Dan Halloran to Run for Congress, How Will Religion Impact the Race? March 26, 2012

There had been rumblings for several days, and yesterday it was confirmed, that Republican New York City Councilman Dan Halloran will run for the newly created Sixth Congressional District. On Sunday, Halloran received the endorsement of the Queens County Republican Party, who called him “a proven vote getter and a strong voice for taxpayers, small businesses and seniors.” Halloran responded by saying that “it is time for politics to go for non-entrenched people,” and “we don’t need career politicians in Washington carving up the turf and making things worse.”

Dan Halloran (left) receiving the endorsement of the Queens County GOP. (Photo courtesy Queens County Republicans)

The Queens County GOP endorsement is a big deal, as the new 6th Congressional District sits within Queens County, and so far, Halloran hasn’t received any primary challengers. Still, this will be an uphill battle for the Councilman. The redrawn district is still expected to lean heavily Democratic, and retiring Representative Gary L. Ackerman (D) noted that “if there was a chance Democrats couldn’t hold it, I would be running.” Halloran’s most likely opponent is Assemblywoman Grace Meng (D-Flushing), who received the endorsement of the Queens Democratic Party. However, Meng will face a primary challenge from two other local Democrats, and the results of that contest could swing the race in Halloran’s favor.

Halloran had considered a run at Ackerman’s seat back in 2010, but wavered, and ultimately backed off due to a lack of resources. Now, with the seat wide open, it seems likely that the Republican establishment will funnel money into Halloran’s campaign in hopes that they can pick up a congressional seat. Of course, one big question mark over his campaign is how religion will affect the race. For as long-time readers of The Wild Hunt know, Halloran is Theodish, a Heathen reconstructionist religion that focuses on Anglo-Saxon gods and traditions.

From the beginning of his political career, Halloran’s opponents have made his faith an issue. None more ardently than Steven Thrasher at The Village Voice, who sensationalized the candidate’s beliefs back in 2009, then following up with a 2011 piece about Halloran’s“strange career” as a city councilman that featured cover art depicting Halloran with a dead sacrificed goat, ceremonial robe and runic cloak. Thrasher is already licking his chops at the thought of Halloran running, making it plain he intends to once more make Halloran’s faith into an issue.
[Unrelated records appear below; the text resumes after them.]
//! `.idx` inventories published next to each GRIB2 file.
//!
//! Each line reads `n:offset:d=YYYYMMDDHH:NAME:LEVEL:FORECAST:`. A message
//! runs from its offset to the next larger offset, the last one to the end
//! of the object. Sub-messages (`71.1`, `71.2`) share their parent's offset.

use std::ops::Range;

/// One inventory line.
#[derive(Debug, Clone, PartialEq, Eq)]
pub struct IdxEntry {
    /// Message number as written, e.g. "12" or "71.2"
    pub number: String,
    pub offset: u64,
    /// `d=YYYYMMDDHH`
    pub reference: String,
    pub name: String,
    pub level: String,
    pub forecast: String,
}

impl IdxEntry {
    /// `NAME:LEVEL`, the form used to match catalog entries.
    pub fn name_level(&self) -> String {
        format!("{}:{}", self.name, self.level)
    }
}

/// Parse an inventory. Blank lines are ignored; any malformed line or a
/// decreasing offset rejects the whole inventory.
pub fn parse_idx(text: &str) -> Result<Vec<IdxEntry>, String> {
    let mut entries: Vec<IdxEntry> = Vec::new();

    for (i, line) in text.lines().enumerate() {
        let line = line.trim();
        if line.is_empty() {
            continue;
        }

        let fields: Vec<&str> = line.split(':').collect();
        if fields.len() < 6 {
            return Err(format!("line {}: expected at least 6 fields in {:?}", i + 1, line));
        }
        let offset: u64 = fields[1]
            .parse()
            .map_err(|_| format!("line {}: invalid offset {:?}", i + 1, fields[1]))?;

        if let Some(prev) = entries.last() {
            if offset < prev.offset {
                return Err(format!(
                    "line {}: offset {} precedes previous offset {}",
                    i + 1,
                    offset,
                    prev.offset
                ));
            }
        }

        entries.push(IdxEntry {
            number: fields[0].to_string(),
            offset,
            reference: fields[2].to_string(),
            name: fields[3].to_string(),
            level: fields[4].to_string(),
            forecast: fields[5].to_string(),
        });
    }

    if entries.is_empty() {
        return Err("inventory is empty".to_string());
    }
    Ok(entries)
}

/// Offset of the first entry that starts at or past the end of an object
/// of `total_len` bytes. Such an inventory belongs to a different object.
pub fn offset_beyond(entries: &[IdxEntry], total_len: u64) -> Option<u64> {
    entries
        .iter()
        .map(|e| e.offset)
        .find(|&offset| offset >= total_len)
}

/// Byte ranges covering every wanted message of an object of `total_len`
/// bytes. Adjacent ranges are merged and shared sub-message ranges are
/// fetched once. Ranges never extend past `total_len`.
pub fn select_ranges<F>(entries: &[IdxEntry], total_len: u64, wanted: F) -> Vec<Range<u64>>
where
    F: Fn(&str) -> bool,
{
    let mut ranges: Vec<Range<u64>> = Vec::new();

    for (i, entry) in entries.iter().enumerate() {
        if !wanted(&entry.name_level()) {
            continue;
        }
        let end = entries[i + 1..]
            .iter()
            .map(|e| e.offset)
            .find(|&o| o > entry.offset)
            .unwrap_or(total_len)
            .min(total_len);
        if end <= entry.offset {
            continue;
        }

        match ranges.last_mut() {
            Some(last) if entry.offset <= last.end => last.end = last.end.max(end),
            _ => ranges.push(entry.offset..end),
        }
    }

    ranges
}

#[cfg(test)]
mod tests {
    use super::*;

    const INVENTORY: &str = "\
1:0:d=2024010106:REFC:entire atmosphere:5 hour fcst:
2:100:d=2024010106:TMP:2 m above ground:5 hour fcst:
3:250:d=2024010106:DPT:2 m above ground:5 hour fcst:
4:400:d=2024010106:UGRD:10 m above ground:5 hour fcst:
4.1:400:d=2024010106:VGRD:10 m above ground:5 hour fcst:
5:600:d=2024010106:PRES:surface:5 hour fcst:
";

    #[test]
    fn test_parse_inventory() {
        let entries = parse_idx(INVENTORY).unwrap();
        assert_eq!(entries.len(), 6);
        assert_eq!(entries[1].name_level(), "TMP:2 m above ground");
        assert_eq!(entries[1].offset, 100);
        assert_eq!(entries[4].number, "4.1");
        assert_eq!(entries[0].reference, "d=2024010106");
    }

    #[test]
    fn test_select_single_message() {
        let entries = parse_idx(INVENTORY).unwrap();
        let ranges = select_ranges(&entries, 800, |n| n == "TMP:2 m above ground");
        assert_eq!(ranges, vec![100..250]);
    }

    #[test]
    fn test_adjacent_messages_merge() {
        let entries = parse_idx(INVENTORY).unwrap();
        let ranges = select_ranges(&entries, 800, |n| n.ends_with("2 m above ground"));
        assert_eq!(ranges, vec![100..400]);
    }

    #[test]
    fn test_submessages_share_one_range_and_last_runs_to_end() {
        let entries = parse_idx(INVENTORY).unwrap();
        let ranges = select_ranges(&entries, 800, |n| {
            n.starts_with("VGRD") || n.starts_with("UGRD") || n == "PRES:surface"
        });
        assert_eq!(ranges, vec![400..800]);

        let ranges = select_ranges(&entries, 800, |n| n == "VGRD:10 m above ground");
        assert_eq!(ranges, vec![400..600]);
    }

    #[test]
    fn test_ranges_stop_at_object_end() {
        let entries = parse_idx(INVENTORY).unwrap();
        let ranges = select_ranges(&entries, 300, |n| {
            n == "TMP:2 m above ground" || n == "DPT:2 m above ground" || n == "PRES:surface"
        });
        assert_eq!(ranges, vec![100..300]);

        assert_eq!(offset_beyond(&entries, 800), None);
        assert_eq!(offset_beyond(&entries, 300), Some(400));
    }

    #[test]
    fn test_no_match_is_empty() {
        let entries = parse_idx(INVENTORY).unwrap();
        assert!(select_ranges(&entries, 800, |_| false).is_empty());
    }

    #[test]
    fn test_malformed_inventory() {
        assert!(parse_idx("").is_err());
        assert!(parse_idx("1:abc:d=1:TMP:2 m:anl:").is_err());
        assert!(parse_idx("1:0:d=1\n").is_err());
        assert!(parse_idx("1:100:d=1:A:b:anl:\n2:50:d=1:B:b:anl:\n").is_err());
    }
}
“Either way, we look forward to covering this race and speaking further with Halloran’s constituents, as well as the supportive and disaffected members of his Theodish kingdom, New Normandy.”

The New York Times, in their report, noted that Halloran has “come under the microscope for his religion,” while the New York Post snarkily runs with the headline “well, he’s got the Pagan vote.” Knowing that Halloran’s faith will be an issue, Robert Hornak, executive director of the Queens GOP, was already framing the Republican Party’s response.

“This as an issue of religious freedom, if they want to attack him for that, they can go ahead.”

In short, they are taking the high ground on religion. As for Halloran, PNC reporter Cara Schulz, who interviewed Halloran in 2010, asked him how his constituents felts about his faith after it was made an issue during his election to City Council.

“It’s not an issue….Almost everyone sees what was done as a terrible campaign hit-piece. My service in the Council and advocacy for our neighborhoods has proven beyond a shadow of doubt that my religious faith is not only irrelevant to my public policy… but also a source of great personal strength for me which only inures to the benefit of my Community. I do occasionally hear that being a “Druid” explains why I am such an eco-conscious Republican.”

That may all be, but with everyone predicting a hard-fought presidential battle this November, many Congressional seats are going to swing with the prevailing electoral winds. It seems unlikely that no one will go after Halloran for religion, though I doubt Meng herself would, since many of her supporters and constituents in the New York Asian community are Buddhist. In fact, if Meng were Buddhist herself (something I can’t confirm, if anyone has seen an article where she talks about her faith, please let me know) we could have a race were neither candidate were Christian. Could this be the first truly post-Christian Congressional campaign in the United States? Will we see the first openly Pagan member of Congress in the United States?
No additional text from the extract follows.